(About this task): After locating the line that contains "filename src/renderer/mod.rs" in the records below, write out exactly that line and each line after it through the one that contains "per-mesh render procedure", and nothing else.

[[ Input, beginning ]]

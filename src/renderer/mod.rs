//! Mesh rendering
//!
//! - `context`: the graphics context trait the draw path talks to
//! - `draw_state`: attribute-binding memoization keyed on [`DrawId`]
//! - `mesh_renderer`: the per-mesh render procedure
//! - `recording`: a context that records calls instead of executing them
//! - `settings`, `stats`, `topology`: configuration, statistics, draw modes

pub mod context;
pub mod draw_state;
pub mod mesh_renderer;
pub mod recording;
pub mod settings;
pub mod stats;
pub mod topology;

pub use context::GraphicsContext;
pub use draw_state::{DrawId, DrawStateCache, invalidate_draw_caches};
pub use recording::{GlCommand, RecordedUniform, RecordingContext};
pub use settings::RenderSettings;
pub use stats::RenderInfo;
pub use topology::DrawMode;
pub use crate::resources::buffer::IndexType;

[[ Input, end ]]
[[ Input, beginning ]]

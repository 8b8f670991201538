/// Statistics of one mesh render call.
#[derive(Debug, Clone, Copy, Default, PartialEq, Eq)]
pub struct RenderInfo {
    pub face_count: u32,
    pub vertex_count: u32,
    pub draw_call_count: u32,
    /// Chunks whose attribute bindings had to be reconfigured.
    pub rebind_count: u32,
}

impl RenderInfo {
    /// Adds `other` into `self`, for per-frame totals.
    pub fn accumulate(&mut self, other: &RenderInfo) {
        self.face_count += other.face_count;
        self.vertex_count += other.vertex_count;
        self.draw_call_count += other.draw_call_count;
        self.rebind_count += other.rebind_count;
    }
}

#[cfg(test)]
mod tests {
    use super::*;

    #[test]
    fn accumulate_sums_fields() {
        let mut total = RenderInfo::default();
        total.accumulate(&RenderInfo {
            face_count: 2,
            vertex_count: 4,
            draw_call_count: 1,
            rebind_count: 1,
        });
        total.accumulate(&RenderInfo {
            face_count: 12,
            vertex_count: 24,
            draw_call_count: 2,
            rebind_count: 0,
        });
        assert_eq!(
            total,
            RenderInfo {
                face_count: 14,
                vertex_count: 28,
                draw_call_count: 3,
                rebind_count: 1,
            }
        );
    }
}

[[ Input, end ]]

(Expected answer):
filename src/renderer/mod.rs
//! Mesh rendering
//!
//! - `context`: the graphics context trait the draw path talks to
//! - `draw_state`: attribute-binding memoization keyed on [`DrawId`]
//! - `mesh_renderer`: the per-mesh render procedure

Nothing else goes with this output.